Cancelled LLC Can Be Sued, But Cannot Sue
Chadwick Farms Owners Assoc. v. FHC, LLC, 139 Wash. App. 300, 160 P.3d 1061 (2007)
This case presents a similar set of facts to Maple Court. Condominium developer FHC, LLC was administratively dissolved on March 24, 2003. On August 18, 2004, Chadwick Farms Homeowner’s Association filed suit against FHC, alleging construction defects. Seven months later, on March 24, 2005, FHC was administratively cancelled because it failed to reinstate during the two-year dissolution period. Two months after cancellation, FHC filed third party claims against its subcontractors, and in August 2005 moved for summary judgment against Chadwick on the ground that it was no longer a legal entity.

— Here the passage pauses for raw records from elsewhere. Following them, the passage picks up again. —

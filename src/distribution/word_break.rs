/*!
 * Word-break search and break-character classification.
 *
 * Offsets are character offsets into the text, not byte offsets.
 */

use unicode_general_category::{get_general_category, GeneralCategory};

/// Whether `ch` is a safe place to cut text.
///
/// Closing, dash, final-quote and other punctuation count, as do other symbols
/// and line, paragraph and space separators.
pub fn is_break_character(ch: char) -> bool {
    is_punctuation(ch) || matches!(get_general_category(ch), GeneralCategory::SpaceSeparator)
}

/// Same classes as [`is_break_character`] minus the space separator.
pub fn is_punctuation(ch: char) -> bool {
    matches!(
        get_general_category(ch),
        GeneralCategory::ClosePunctuation
            | GeneralCategory::DashPunctuation
            | GeneralCategory::FinalPunctuation
            | GeneralCategory::LineSeparator
            | GeneralCategory::OtherPunctuation
            | GeneralCategory::OtherSymbol
            | GeneralCategory::ParagraphSeparator
    )
}

/// Find a break point near `target` so a cut does not land mid-word.
///
/// Returns the full length when the text is too short to split around
/// `target`. Otherwise probes `target + i` then `target - i` for growing `i`,
/// and falls back to `target` itself when no break character turns up.
pub fn find_closest_word_break(text: &str, target: usize) -> usize {
    let chars: Vec<char> = text.chars().collect();
    closest_break_in(&chars, target)
}

pub(crate) fn closest_break_in(chars: &[char], target: usize) -> usize {
    let len = chars.len();
    if len <= target + 2 || len <= 2 || len <= target.saturating_sub(2) {
        return len;
    }
    if is_break_character(chars[target]) {
        return target;
    }
    for i in 1..target {
        if target + i >= len {
            return len;
        }
        if is_break_character(chars[target + i]) {
            return target + i;
        }
        if is_break_character(chars[target - i]) {
            return target - i;
        }
    }
    target
}

/// Split `text` at a character offset, clamped to the end of the text.
pub(crate) fn split_at_char(text: &str, offset: usize) -> (&str, &str) {
    let byte_index = text
        .char_indices()
        .nth(offset)
        .map(|(index, _)| index)
        .unwrap_or(text.len());
    text.split_at(byte_index)
}
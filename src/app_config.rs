use anyhow::{anyhow, Context, Result};
use log::LevelFilter;
use serde::{Deserialize, Serialize};
use std::default::Default;
use std::fs::File;
use std::io::BufReader;
use std::path::Path;
use std::time::Duration;

use crate::distribution::{DistributorConfig, SplitStrategy, DEFAULT_SENTENCE_TOLERANCE};
use crate::providers::microsoft::DEFAULT_ENDPOINT;

/// Application configuration module
/// This module handles the application configuration including loading,
/// validating and saving configuration settings.
/// Represents the application configuration
#[derive(Debug, Serialize, Deserialize, Clone)]
pub struct Config {
    /// Language code of the translated text (e.g. "de", "zh-Hans")
    pub language: String,

    /// Splitting strategy
    #[serde(default)]
    pub strategy: SplitStrategy,

    /// Allowed deviation of a sentence boundary, relative to the target offset
    #[serde(default = "default_sentence_tolerance")]
    pub sentence_tolerance: f64,

    /// Re-wrap pieces to their utterance's line count
    #[serde(default)]
    pub reflow_lines: bool,

    /// Cap on simultaneous sentence-boundary requests (unbounded if absent)
    #[serde(default)]
    pub max_concurrent_requests: Option<usize>,

    /// Sentence-boundary service config
    #[serde(default)]
    pub sentence_service: SentenceServiceConfig,

    /// Log level
    #[serde(default)]
    pub log_level: LogLevel,
}

/// Sentence-boundary service type
#[derive(Debug, Serialize, Deserialize, Clone, PartialEq, Default)]
#[serde(rename_all = "snake_case")]
pub enum SentenceServiceProvider {
    // @provider: Microsoft Translator breaksentence API
    #[default]
    Microsoft,
    // @provider: Offline punctuation rules
    RuleBased,
}

impl SentenceServiceProvider {
    // @returns: Capitalized provider name
    pub fn display_name(&self) -> &str {
        match self {
            Self::Microsoft => "Microsoft Translator",
            Self::RuleBased => "Rule based",
        }
    }

    // @returns: Lowercase provider identifier
    pub fn to_lowercase_string(&self) -> String {
        match self {
            Self::Microsoft => "microsoft".to_string(),
            Self::RuleBased => "rule_based".to_string(),
        }
    }
}

// Implement Display trait for SentenceServiceProvider
impl std::fmt::Display for SentenceServiceProvider {
    fn fmt(&self, f: &mut std::fmt::Formatter<'_>) -> std::fmt::Result {
        write!(f, "{}", self.to_lowercase_string())
    }
}

// Implement FromStr trait for SentenceServiceProvider
impl std::str::FromStr for SentenceServiceProvider {
    type Err = anyhow::Error;

    fn from_str(s: &str) -> Result<Self> {
        match s.to_lowercase().as_str() {
            "microsoft" => Ok(Self::Microsoft),
            "rule_based" | "rule-based" | "offline" => Ok(Self::RuleBased),
            _ => Err(anyhow!("Invalid sentence service: {}", s)),
        }
    }
}

/// Sentence-boundary service configuration
#[derive(Debug, Serialize, Deserialize, Clone)]
pub struct SentenceServiceConfig {
    // @field: Service type
    #[serde(default)]
    pub provider: SentenceServiceProvider,

    // @field: Service URL
    #[serde(default = "default_endpoint")]
    pub endpoint: String,

    // @field: Subscription key
    #[serde(default = "String::new")]
    pub api_key: String,

    // @field: Azure region of the subscription
    #[serde(default)]
    pub region: Option<String>,

    // @field: Timeout seconds
    #[serde(default = "default_timeout_secs")]
    pub timeout_secs: u64,
}

impl SentenceServiceConfig {
    /// Request timeout as a duration
    pub fn timeout(&self) -> Duration {
        Duration::from_secs(self.timeout_secs)
    }
}

impl Default for SentenceServiceConfig {
    fn default() -> Self {
        Self {
            provider: SentenceServiceProvider::default(),
            endpoint: default_endpoint(),
            api_key: String::new(),
            region: None,
            timeout_secs: default_timeout_secs(),
        }
    }
}

/// Log verbosity level
#[derive(Debug, Serialize, Deserialize, Clone, PartialEq, Default)]
#[serde(rename_all = "lowercase")]
pub enum LogLevel {
    Error,
    Warn,
    #[default]
    Info,
    Debug,
    Trace,
}

impl LogLevel {
    // @returns: Matching filter for the log facade
    pub fn to_level_filter(&self) -> LevelFilter {
        match self {
            LogLevel::Error => LevelFilter::Error,
            LogLevel::Warn => LevelFilter::Warn,
            LogLevel::Info => LevelFilter::Info,
            LogLevel::Debug => LevelFilter::Debug,
            LogLevel::Trace => LevelFilter::Trace,
        }
    }
}

fn default_sentence_tolerance() -> f64 {
    DEFAULT_SENTENCE_TOLERANCE
}

fn default_timeout_secs() -> u64 {
    30
}

fn default_endpoint() -> String {
    DEFAULT_ENDPOINT.to_string()
}

impl Config {
    /// Load a configuration from a JSON file
    pub fn load(path: impl AsRef<Path>) -> Result<Self> {
        let path = path.as_ref();
        let file = File::open(path)
            .context(format!("Failed to open config file: {}", path.display()))?;

        let reader = BufReader::new(file);
        serde_json::from_reader(reader)
            .context(format!("Failed to parse config file: {}", path.display()))
    }

    /// Write the configuration as pretty JSON
    pub fn save(&self, path: impl AsRef<Path>) -> Result<()> {
        let path = path.as_ref();
        let config_json = serde_json::to_string_pretty(self)
            .context("Failed to serialize config to JSON")?;

        std::fs::write(path, config_json)
            .context(format!("Failed to write config to file: {}", path.display()))
    }

    /// Validate the configuration for consistency and required values
    pub fn validate(&self) -> Result<()> {
        let _language_name = crate::language_utils::get_language_name(&self.language)?;

        if !self.sentence_tolerance.is_finite() || self.sentence_tolerance <= 0.0 {
            return Err(anyhow!("Sentence tolerance must be positive, got {}", self.sentence_tolerance));
        }

        if self.max_concurrent_requests == Some(0) {
            return Err(anyhow!("max_concurrent_requests must be at least 1"));
        }

        if self.sentence_service.provider == SentenceServiceProvider::Microsoft
            && self.sentence_service.api_key.is_empty()
        {
            return Err(anyhow!("A subscription key is required for the Microsoft sentence service"));
        }

        Ok(())
    }

    /// Distributor settings derived from this configuration
    pub fn distributor_config(&self) -> DistributorConfig {
        DistributorConfig {
            strategy: self.strategy,
            sentence_tolerance: self.sentence_tolerance,
            reflow_lines: self.reflow_lines,
            max_concurrent_requests: self.max_concurrent_requests,
        }
    }
}

/// Default implementation for Config
impl Default for Config {
    fn default() -> Self {
        Config {
            language: "en".to_string(),
            strategy: SplitStrategy::default(),
            sentence_tolerance: default_sentence_tolerance(),
            reflow_lines: false,
            max_concurrent_requests: None,
            sentence_service: SentenceServiceConfig::default(),
            log_level: LogLevel::default(),
        }
    }
}
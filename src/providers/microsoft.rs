use std::time::Duration;
use async_trait::async_trait;
use serde::{Serialize, Deserialize};
use reqwest::{Client, StatusCode};
use log::{error, debug};
use url::Url;

use crate::errors::ProviderError;
use crate::providers::{SentenceBreaker, offsets_from_lengths};

/// Default public endpoint of the Translator service
pub const DEFAULT_ENDPOINT: &str = "https://api.cognitive.microsofttranslator.com";

/// Microsoft Translator client for the `breaksentence` API
pub struct MicrosoftTranslator {
    /// HTTP client for API requests
    client: Client,
    /// Subscription key for authentication
    api_key: String,
    /// API endpoint URL (optional, defaults to the public API)
    endpoint: String,
    /// Azure region of the subscription, required for regional resources
    region: Option<String>,
}

/// Single text item of a `breaksentence` request
#[derive(Debug, Serialize)]
pub struct BreakSentenceRequest {
    /// The text to analyze
    #[serde(rename = "Text")]
    pub text: String,
}

/// Language detected by the service when none was given
#[derive(Debug, Deserialize)]
pub struct DetectedLanguage {
    /// Detected language code
    pub language: String,
    /// Confidence between 0 and 1
    pub score: f32,
}

/// Result for a single text item
#[derive(Debug, Deserialize)]
pub struct BreakSentenceResponse {
    /// Length of every sentence, in characters
    #[serde(rename = "sentLen")]
    pub sent_len: Vec<usize>,

    /// Present only when auto-detection was used
    #[serde(rename = "detectedLanguage", default)]
    pub detected_language: Option<DetectedLanguage>,
}

// Keys are never printed.
impl std::fmt::Debug for MicrosoftTranslator {
    fn fmt(&self, f: &mut std::fmt::Formatter<'_>) -> std::fmt::Result {
        f.debug_struct("MicrosoftTranslator")
            .field("endpoint", &self.endpoint)
            .field("region", &self.region)
            .finish()
    }
}

impl MicrosoftTranslator {
    /// Create a new Translator client
    pub fn new(api_key: impl Into<String>, endpoint: impl Into<String>, region: Option<String>, timeout: Duration) -> Self {
        Self {
            client: Client::builder()
                .timeout(timeout)
                .build()
                .unwrap_or_default(),
            api_key: api_key.into(),
            endpoint: endpoint.into(),
            region,
        }
    }

    /// Build the request URL for a language
    pub fn request_url(&self, language: &str) -> Result<Url, ProviderError> {
        let base = if self.endpoint.is_empty() {
            DEFAULT_ENDPOINT
        } else {
            self.endpoint.trim_end_matches('/')
        };

        let mut url = Url::parse(&format!("{}/breaksentence", base))
            .map_err(|e| ProviderError::RequestFailed(format!("Invalid endpoint '{}': {}", base, e)))?;
        url.query_pairs_mut()
            .append_pair("api-version", "3.0")
            .append_pair("language", language);
        Ok(url)
    }

    /// Send a `breaksentence` request and return the raw per-item results
    pub async fn complete(&self, text: &str, language: &str) -> Result<Vec<BreakSentenceResponse>, ProviderError> {
        let url = self.request_url(language)?;
        let body = [BreakSentenceRequest { text: text.to_string() }];

        let mut request = self.client.post(url)
            .header("Content-Type", "application/json")
            .header("Ocp-Apim-Subscription-Key", &self.api_key)
            .json(&body);
        if let Some(region) = &self.region {
            request = request.header("Ocp-Apim-Subscription-Region", region);
        }

        let response = request.send().await.map_err(|e| {
            if e.is_connect() || e.is_timeout() {
                ProviderError::ConnectionError(e.to_string())
            } else {
                ProviderError::RequestFailed(e.to_string())
            }
        })?;

        let status = response.status();
        if !status.is_success() {
            let error_text = response.text().await
                .unwrap_or_else(|_| "Failed to get error response text".to_string());
            error!("Translator API error ({}): {}", status, error_text);
            return Err(classify_status(status, error_text));
        }

        response.json::<Vec<BreakSentenceResponse>>().await
            .map_err(|e| ProviderError::ParseError(e.to_string()))
    }
}

/// Map a failed HTTP status to the matching provider error
pub fn classify_status(status: StatusCode, message: String) -> ProviderError {
    match status {
        StatusCode::UNAUTHORIZED | StatusCode::FORBIDDEN => ProviderError::AuthenticationError(message),
        StatusCode::TOO_MANY_REQUESTS => ProviderError::RateLimitExceeded(message),
        _ => ProviderError::ApiError {
            status_code: status.as_u16(),
            message,
        },
    }
}

#[async_trait]
impl SentenceBreaker for MicrosoftTranslator {
    async fn break_sentences(&self, text: &str, language: &str) -> Result<Vec<usize>, ProviderError> {
        if text.is_empty() {
            return Ok(Vec::new());
        }

        let results = self.complete(text, language).await?;
        let first = results.into_iter().next()
            .ok_or_else(|| ProviderError::ParseError("Empty breaksentence response".to_string()))?;

        debug!("Translator found {} sentence(s) in {} chars", first.sent_len.len(), text.chars().count());
        Ok(offsets_from_lengths(&first.sent_len))
    }

    fn name(&self) -> &str {
        "microsoft"
    }
}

The Court of Appeals (Division 1) held that:
(1) The survival statute enacted in 2006 (RCW 25.15.303) applied retroactively. The survival statute permits claims against a dissolved limited liability company, so long as the claim is filed within three years of dissolution.
(2) FHC’s failure to reinstate itself after administrative dissolution was fatal to its ability to counterclaim against its subcontractors. Once the secretary of state cancelled FHC’s certificate of formation, LLC was no longer a legal entity and therefore lacked standing to prosecute its third party claims.
(3) The survival statue applies only to claims which are brought against a dissolved limited liability company. Therefore, for one year following its cancellation (until the end of the three-year survival statute period), FHC could be sued but could no longer sue.